Very few restaurants are able to pull off an elaborate menu. In fact, only one chain is able to do this with any degree of success: The Cheesecake Factory. Everyone else applies some sort of limiting principle that makes the menu navigable for patrons. 

Churches fall into the trap of thinking they need every type of group for every type of person: a college group, a young marrieds group, seniors group, singles group, knitting group, golfing group, etc. The choice problem is this: if you have built your ministry around content, age, or affinity, you have to have a category for everyone, and that’s impossible. 

Consider this scenario: a man and woman in their late 30’s starts attending your church. They have three kids ranging from age three to nine. They look at your church bulletin and it lists five groups: the college group, the young married group, the empty-nester’s, the senior saints, and something called Bridgebuilders. Where does this family fit in? At 39, they hardly qualify as “young married”–they’ve been married for 17 years! They aren’t empty-nester’s or a senior saint. What’s a Bridgebuilder? Which box do they fit in?

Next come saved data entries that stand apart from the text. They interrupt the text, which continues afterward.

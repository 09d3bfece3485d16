use std::path::PathBuf;

use clap::Parser;

use crate::error::ConfigError;
use crate::torrent::{MakeConfig, TrackerList};

/// Create a BitTorrent metainfo (.torrent) file from a file or directory
#[derive(Parser, Debug)]
#[command(author, version, about)]
pub struct Args {
    /// File or directory to describe
    pub source: PathBuf,

    /// Tracker announce URL; repeat the flag for more trackers.
    /// The first one becomes the primary tracker
    #[arg(short, long = "announce", value_name = "URL", required = true)]
    pub announce: Vec<String>,

    /// Comment stored in the torrent
    #[arg(short, long)]
    pub comment: Option<String>,

    /// Creator string stored in the torrent
    #[arg(long, value_name = "TEXT", default_value = concat!(env!("CARGO_PKG_NAME"), " ", env!("CARGO_PKG_VERSION")))]
    pub created_by: String,

    /// Leave out the `created by` field
    #[arg(long)]
    pub no_created_by: bool,

    /// Piece length as a power of two, 16 to 26 (default: chosen from the total size)
    #[arg(short = 'l', long = "piece-length", value_name = "EXP")]
    pub piece_length: Option<u32>,

    /// Torrent name (default: the last component of SOURCE)
    #[arg(short, long)]
    pub name: Option<String>,

    /// Output file (default: <name>.torrent)
    #[arg(short, long)]
    pub output: Option<PathBuf>,

    /// Set the private flag
    #[arg(short, long)]
    pub private: bool,

    /// Overwrite the output file if it exists
    #[arg(short, long)]
    pub force: bool,

    /// Print a JSON summary instead of plain text
    #[arg(long)]
    pub json: bool,

    /// Show debug logging (RUST_LOG takes precedence)
    #[arg(short, long)]
    pub verbose: bool,
}

impl Args {
    pub fn parse() -> Self {
        <Self as Parser>::parse()
    }

    /// Validates the arguments into the configuration the builder consumes.
    pub fn to_config(&self) -> Result<MakeConfig, ConfigError> {
        let trackers = TrackerList::parse(
            self.announce
                .iter()
                .map(|url| url.trim())
                .filter(|url| !url.is_empty()),
        )?;

        let mut config = MakeConfig::new(&self.source, trackers);
        config.comment = self.comment.clone();
        config.created_by = (!self.no_created_by).then(|| self.created_by.clone());
        config.piece_size_exponent = self.piece_length;
        config.name = self.name.clone();
        config.output = self.output.clone();
        config.private = self.private;
        config.force = self.force;
        Ok(config)
    }
}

No matter how you create your boxes: age, geography, content, hobby, etc., they will always create friction. This is the paradox of choice. You can never create something for everyone, so it’s better to make something for anyone.

I encourage you to streamline your language, placing a higher emphasis on relationally-driven groups. Develop on-ramps that facilitate relationship formation, and remove barriers so that any clustering of relationships can develop a group. We’ll explore more aspects of this within the other problems. For now, the principle to remember is that more choices is not likely to drive more engagement.

The Communication Problem

How do you talk about groups? How often? In what setting? Churches have a communication problem. As mentioned in the previous problem, even the labels that we put on our groups can function as barriers to communication and participation. Groups with cute names might seem fun, but if they are confusing then they are killing your small groups.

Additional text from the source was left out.